Look for World War II Planes on July 4th

(Editor’s note: This article is reprinted with permission from the Palisades Americanism Parade Association.)

World War II planes will fly over Pacific Palisades around 3 p.m. on July 4.
Photo: Courtesy Chris Rushing


Contributing Writer

For a second year, Palisadians can enjoy a Fourth of July flyover of WWII-era planes.

When the pandemic shutdowns hit last year, the Condor Squadron came to the rescue, conducting formation flights of the unique AT-6 airplanes back and forth over the town. Every family could stay home and still enjoy a Fourth of July treat with their fellow residents. This year, the popular flight is back.

The five pilots, led by the group’s president, Chris Rushing, will zigzag over Pacific Palisades with Sunset Boulevard as their guideline.

“Last year, it was really special that we got to do it,” Rushing said. “It worked out good for the pandemic. Again, this year, we want to give everybody the chance to see us.”

Sponsored by the Palisades Americanism Parade Association, the flight will occur at about 3 p.m. on July 4 and will go all the way to the ocean and over the Highlands. Rushing will be in the lead, and he will communicate to his squadron with numbered hand signals for line, diamond and fingertip formations. The name of the latter is inspired by the spread of one’s fingertips.

In normal times, the squadron conducts flyovers at a wide variety of events, ranging from funerals to parades, but the pandemic sidelined most events for the volunteer organization last year.

“There were no funerals,” Rushing said. “No parades.
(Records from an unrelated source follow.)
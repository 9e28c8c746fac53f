//! Normalization of foreground requests into playback commands.

use crate::error::Result;
use crate::flash_pattern::FlashPattern;
use crate::led_state::LedState;

/// A request delivered from a foreground handle to a playback task.
///
/// A pattern travels inside the command, so the task always observes a
/// complete pattern; there is no shared buffer to tear.
#[derive(Clone, Debug, PartialEq, Eq)]
pub enum LedCommand {
    /// Hold the LED at the current brightness.
    On,
    /// Hold the LED dark.
    Off,
    /// Replay the pattern from phase 0 until superseded.
    Flash(FlashPattern),
}

impl LedCommand {
    /// The state the LED reports once this command has been issued.
    #[must_use]
    pub const fn target_state(&self) -> LedState {
        match self {
            Self::On => LedState::On,
            Self::Off => LedState::Off,
            Self::Flash(_) => LedState::Flashing,
        }
    }

    /// Normalizes a flash request.
    ///
    /// - An empty pattern means "nothing to play": `Ok(None)`, a no-op
    ///   rather than an error.
    /// - A single nonzero phase is just "on": degrades to [`Self::On`].
    /// - Anything else becomes [`Self::Flash`].
    ///
    /// # Errors
    ///
    /// Returns [`crate::Error::PatternOverflow`] for patterns longer than
    /// [`crate::MAX_PATTERN_PHASES`].
    pub fn normalize_flash(phases: &[u16]) -> Result<Option<Self>> {
        match phases {
            [] => Ok(None),
            [single] if *single > 0 => Ok(Some(Self::On)),
            _ => Ok(Some(Self::Flash(FlashPattern::from_slice(phases)?))),
        }
    }
}

/// When a brightness change takes effect on an LED that is already ON.
///
/// The two behaviors match the two historical wirings of the brightness
/// value: `Immediate` re-applies the duty cycle synchronously, `NextPhase`
/// is only observed at the next ON-phase transition (and so not at all
/// while the LED is steadily ON).
#[derive(Clone, Copy, Debug, PartialEq, Eq, Default, defmt::Format)]
pub enum BrightnessPolicy {
    /// Re-assert the ON duty cycle as soon as the brightness changes.
    #[default]
    Immediate,
    /// Pick the new brightness up at the next ON-phase transition.
    NextPhase,
}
We were shut down for a year. We’re a nonprofit. We work for holidays and parades and stuff like this. We’re looking forward to getting going again.”

Already, this year the group has taken to the sky for Memorial Day events, and they have an array of plans for the Fourth of July, including beach city flyovers ending in San Clemente.

The pilots will include Eric Zine and Rob Sandberg, both Alaska Airlines pilots, and Will Tinsley and Dustin Gelbard, who work as corporate pilots. Rushing, a former Air Force mechanic who spent three decades in the California Air National Guard, owns his own plane, which he has twice piloted to wins at the annual National Air Races in Reno.

The Condor Squadron allocates about $700 per hour in operating expenses (gas, insurance, and maintenance) per plane to fly at events, Rushing said. Part of the club’s appeal is that its approximately 50 members get the chance to fly these historical planes.

“This airplane—it’s built somewhat peculiar,” Rushing said. “It’s real hard to land. You have to have real good pilot skills.” During WWII, the plane was used for formation pilot training, “and it made real good pilots. It was called the pilot maker.”

Some of the plane’s challenges, Rushing said, include narrow landing gear, a center of gravity that “kind of moves around,” and a single wheel under the tail, which requires special care on landing. For pilots with “tail wheel experience,” flying the plane comes fairly easily, but typically planes today have a single wheel under the nose, which requires a different landing strategy.

Rushing moved to California from Tennessee in 1987, and soon after he joined the Condor Squadron to connect with other pilots. The squadron was formed in 1962 by former World War II fighter pilot Richard Sykes and fellow veterans. Sykes, who was shot down over Hungary during the war but nevertheless returned safely home, has since died, but a new cadre of pilots has taken up the honor of sharing this plane and its history with the community.

Like Rushing, Sykes competed and triumphed in the T-6 category at Reno’s National Air Races. Success at the races requires making substantial changes to old planes. For example, Rushing, who started racing in 2005, had to install both a lighter frame and a faster engine. The changes meant that instead of traveling at a typical cruising speed of about 138 mph, he could reach highs of more than 240 mph.

“You can make modifications that make it more aerodynamic,” Rushing said, noting that the race features 15 airplanes flying five laps on a five-mile track over repeated heats. “The lighter the frame is, the faster it’s going to go.”